THE DATA Start Marker

//! Per-book download lifecycle
//!
//! `NotDownloaded -> Pending -> Downloading -> Downloaded`, with `Failed` reachable from the
//! in-flight states. This module only validates and records; it never touches media bytes.

use crate::core::error::{MirrorError, Result};
use crate::db::models::{storage_precision, BookLocalState};
use chrono::{DateTime, Utc};
use serde::{Deserialize, Serialize};

/// Download status of a single book
#[derive(Debug, Clone, PartialEq, Serialize, Deserialize)]
#[serde(tag = "state", rename_all = "camelCase")]
pub enum DownloadStatus {
    NotDownloaded,
    Pending,
    Downloading { progress: f64 },
    Downloaded,
    Failed { error: String },
}

impl DownloadStatus {
    /// Raw value stored in `status_raw`
    pub fn raw(&self) -> &'static str {
        match self {
            DownloadStatus::NotDownloaded => "notDownloaded",
            DownloadStatus::Pending => "pending",
            DownloadStatus::Downloading { .. } => "downloading",
            DownloadStatus::Downloaded => "downloaded",
            DownloadStatus::Failed { .. } => "failed",
        }
    }

    /// Rebuild a status from its stored columns
    pub fn from_parts(raw: &str, progress: Option<f64>, error: Option<String>) -> Result<Self> {
        match raw {
            "notDownloaded" => Ok(DownloadStatus::NotDownloaded),
            "pending" => Ok(DownloadStatus::Pending),
            "downloading" => Ok(DownloadStatus::Downloading {
                progress: progress.unwrap_or(0.0),
            }),
            "downloaded" => Ok(DownloadStatus::Downloaded),
            "failed" => Ok(DownloadStatus::Failed {
                error: error.unwrap_or_default(),
            }),
            other => Err(MirrorError::ValidationError(format!(
                "unknown download status: {}",
                other
            ))),
        }
    }

    pub fn progress(&self) -> Option<f64> {
        match self {
            DownloadStatus::Downloading { progress } => Some(*progress),
            _ => None,
        }
    }

    pub fn error(&self) -> Option<&str> {
        match self {
            DownloadStatus::Failed { error } => Some(error.as_str()),
            _ => None,
        }
    }

    pub fn is_downloaded(&self) -> bool {
        matches!(self, DownloadStatus::Downloaded)
    }

    /// Pending and Downloading both count as pending in aggregates
    pub fn is_pending(&self) -> bool {
        matches!(self, DownloadStatus::Pending | DownloadStatus::Downloading { .. })
    }

    pub fn is_failed(&self) -> bool {
        matches!(self, DownloadStatus::Failed { .. })
    }
}

/// A requested status change with its optional recorded values
#[derive(Debug, Clone, PartialEq)]
pub struct TransitionRequest {
    pub status: DownloadStatus,
    pub downloaded_size: Option<i64>,
    pub download_at: Option<DateTime<Utc>>,
}

impl TransitionRequest {
    pub fn to(status: DownloadStatus) -> Self {
        Self {
            status,
            downloaded_size: None,
            download_at: None,
        }
    }

    pub fn downloaded(size: i64, at: Option<DateTime<Utc>>) -> Self {
        Self {
            status: DownloadStatus::Downloaded,
            downloaded_size: Some(size),
            download_at: at,
        }
    }

    pub fn queued_at(at: DateTime<Utc>) -> Self {
        Self {
            status: DownloadStatus::Pending,
            downloaded_size: None,
            download_at: Some(at),
        }
    }

    pub fn failed(error: impl Into<String>) -> Self {
        Self::to(DownloadStatus::Failed {
            error: error.into(),
        })
    }
}

/// Result of a transition request as seen by callers
#[derive(Debug, Clone, Copy, PartialEq, Eq, Serialize)]
#[serde(rename_all = "camelCase")]
pub enum TransitionOutcome {
    Applied,
    Unchanged,
    Rejected,
    MissingEntity,
}

/// Validate `from -> to`. `Ok(false)` means the request is an accepted no-op.
fn is_allowed(from: &DownloadStatus, to: &DownloadStatus) -> Result<bool> {
    use DownloadStatus::*;

    let allowed = match (from, to) {
        (NotDownloaded, NotDownloaded) | (Pending, Pending) => return Ok(false),
        (NotDownloaded, Pending) => true,
        (Pending, Downloading { .. } | Downloaded | Failed { .. } | NotDownloaded) => true,
        (Downloading { .. }, _) => true,
        (Downloaded, NotDownloaded | Downloaded) => true,
        (Failed { .. }, Pending | NotDownloaded | Failed { .. }) => true,
        _ => false,
    };

    if allowed {
        Ok(true)
    } else {
        Err(MirrorError::InvalidTransition {
            from: from.raw().to_string(),
            to: to.raw().to_string(),
        })
    }
}

/// Compute the local state after `request`.
///
/// Returns `Ok(None)` for an accepted request that changes nothing and
/// `MirrorError::InvalidTransition` for a transition the lifecycle forbids.
pub fn apply_transition(
    state: &BookLocalState,
    request: &TransitionRequest,
    now: DateTime<Utc>,
) -> Result<Option<BookLocalState>> {
    if !is_allowed(&state.download_status, &request.status)? {
        return Ok(None);
    }

    let mut next = state.clone();
    let stamp = request.download_at.map(storage_precision);

    match &request.status {
        DownloadStatus::NotDownloaded => {
            next.download_status = DownloadStatus::NotDownloaded;
            next.downloaded_size = 0;
            next.download_at = None;
            next.clear_artifacts();
        }
        DownloadStatus::Pending => {
            next.download_status = DownloadStatus::Pending;
            next.downloaded_size = 0;
            next.download_at = Some(stamp.unwrap_or(now));
        }
        DownloadStatus::Downloading { progress } => {
            let progress = if progress.is_finite() {
                progress.clamp(0.0, 1.0)
            } else {
                0.0
            };
            next.download_status = DownloadStatus::Downloading { progress };
            if next.download_at.is_none() {
                next.download_at = Some(stamp.unwrap_or(now));
            }
        }
        DownloadStatus::Downloaded if state.download_status.is_downloaded() => {
            if let Some(size) = request.downloaded_size {
                next.downloaded_size = size.max(0);
            }
            if let Some(at) = stamp {
                next.download_at = Some(at);
            }
        }
        DownloadStatus::Downloaded => {
            next.download_status = DownloadStatus::Downloaded;
            next.downloaded_size = request.downloaded_size.unwrap_or(0).max(0);
            next.download_at = Some(stamp.unwrap_or(now));
            next.clear_artifacts();
        }
        DownloadStatus::Failed { error } => {
            next.download_status = DownloadStatus::Failed {
                error: error.clone(),
            };
            next.downloaded_size = 0;
        }
    }

    if next == *state {
        Ok(None)
    } else {
        Ok(Some(next))
    }
}

#[cfg(test)]
mod tests {
    use super::*;
    use crate::db::models::EntityKey;
    use chrono::Duration;

    fn state(status: DownloadStatus) -> BookLocalState {
        let mut state = BookLocalState::empty(&EntityKey::new("inst", "b1"));
        state.download_status = status;
        state
    }

    fn now() -> DateTime<Utc> {
        storage_precision(Utc::now())
    }

    #[test]
    fn test_raw_roundtrip() {
        for status in [
            DownloadStatus::NotDownloaded,
            DownloadStatus::Pending,
            DownloadStatus::Downloading { progress: 0.5 },
            DownloadStatus::Downloaded,
            DownloadStatus::Failed { error: "disk".into() },
        ] {
            let parsed = DownloadStatus::from_parts(
                status.raw(),
                status.progress(),
                status.error().map(str::to_string),
            )
            .unwrap();
            assert_eq!(parsed, status);
        }
        assert!(DownloadStatus::from_parts("bogus", None, None).is_err());
    }

    #[test]
    fn test_happy_path() {
        let now = now();
        let s = state(DownloadStatus::NotDownloaded);
        let s = apply_transition(&s, &TransitionRequest::to(DownloadStatus::Pending), now)
            .unwrap()
            .unwrap();
        assert_eq!(s.download_at, Some(now));

        let s = apply_transition(
            &s,
            &TransitionRequest::to(DownloadStatus::Downloading { progress: 0.2 }),
            now,
        )
        .unwrap()
        .unwrap();
        assert_eq!(s.download_status.progress(), Some(0.2));

        let mut with_artifacts = s.clone();
        with_artifacts.pages = Some(vec![1, 2, 3]);
        let done = apply_transition(&with_artifacts, &TransitionRequest::downloaded(4096, None), now)
            .unwrap()
            .unwrap();
        assert!(done.download_status.is_downloaded());
        assert_eq!(done.downloaded_size, 4096);
        assert_eq!(done.pages, None);
        assert_eq!(done.download_at, Some(now));
    }

    #[test]
    fn test_rejects_skipping_the_queue() {
        let err = apply_transition(
            &state(DownloadStatus::NotDownloaded),
            &TransitionRequest::downloaded(1, None),
            now(),
        )
        .unwrap_err();
        assert!(matches!(err, MirrorError::InvalidTransition { .. }));

        let err = apply_transition(
            &state(DownloadStatus::Failed { error: "x".into() }),
            &TransitionRequest::to(DownloadStatus::Downloading { progress: 0.1 }),
            now(),
        )
        .unwrap_err();
        assert!(matches!(err, MirrorError::InvalidTransition { .. }));

        assert!(apply_transition(
            &state(DownloadStatus::Downloaded),
            &TransitionRequest::to(DownloadStatus::Pending),
            now(),
        )
        .is_err());
    }

    #[test]
    fn test_failed_exits() {
        let failed = state(DownloadStatus::Failed { error: "timeout".into() });
        let retried = apply_transition(&failed, &TransitionRequest::to(DownloadStatus::Pending), now())
            .unwrap()
            .unwrap();
        assert_eq!(retried.download_status, DownloadStatus::Pending);

        let cancelled = apply_transition(
            &failed,
            &TransitionRequest::to(DownloadStatus::NotDownloaded),
            now(),
        )
        .unwrap()
        .unwrap();
        assert_eq!(cancelled.download_status, DownloadStatus::NotDownloaded);
        assert_eq!(cancelled.download_at, None);
    }

    #[test]
    fn test_self_transitions() {
        let pending = state(DownloadStatus::Pending);
        assert!(apply_transition(&pending, &TransitionRequest::to(DownloadStatus::Pending), now())
            .unwrap()
            .is_none());

        let downloading = state(DownloadStatus::Downloading { progress: 0.4 });
        let next = apply_transition(
            &downloading,
            &TransitionRequest::to(DownloadStatus::Downloading { progress: 3.0 }),
            now(),
        )
        .unwrap()
        .unwrap();
        assert_eq!(next.download_status.progress(), Some(1.0));

        let mut downloaded = state(DownloadStatus::Downloaded);
        downloaded.downloaded_size = 10;
        downloaded.pages = Some(vec![9]);
        let refreshed = apply_transition(&downloaded, &TransitionRequest::downloaded(20, None), now())
            .unwrap()
            .unwrap();
        assert_eq!(refreshed.downloaded_size, 20);
        assert_eq!(refreshed.pages, Some(vec![9]));
    }

    #[test]
    fn test_repeated_failure_keeps_latest_error() {
        let failed = state(DownloadStatus::Failed { error: "timeout".into() });
        let next = apply_transition(&failed, &TransitionRequest::failed("disk full"), now())
            .unwrap()
            .unwrap();
        assert_eq!(next.download_status.error(), Some("disk full"));

        assert!(apply_transition(&next, &TransitionRequest::failed("disk full"), now())
            .unwrap()
            .is_none());
    }

    #[test]
    fn test_removal_clears_everything() {
        let now = now();
        let mut downloaded = state(DownloadStatus::Downloaded);
        downloaded.downloaded_size = 100;
        downloaded.download_at = Some(now - Duration::hours(1));
        downloaded.toc = Some(vec![1]);
        downloaded.epub_progression = Some(vec![2]);

        let removed = apply_transition(
            &downloaded,
            &TransitionRequest::to(DownloadStatus::NotDownloaded),
            now,
        )
        .unwrap()
        .unwrap();
        assert_eq!(removed.downloaded_size, 0);
        assert_eq!(removed.download_at, None);
        assert_eq!(removed.toc, None);
        assert_eq!(removed.epub_progression, None);
    }

    #[test]
    fn test_cancel_downloading_requeues() {
        let now = now();
        let downloading = state(DownloadStatus::Downloading { progress: 0.7 });
        let cancelled = apply_transition(&downloading, &TransitionRequest::queued_at(now), now)
            .unwrap()
            .unwrap();
        assert_eq!(cancelled.download_status, DownloadStatus::Pending);
        assert_eq!(cancelled.download_at, Some(now));
    }
}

THE DATA End Marker

Exactly how many lines of the data include the word "bool"? Reply with that number only.

4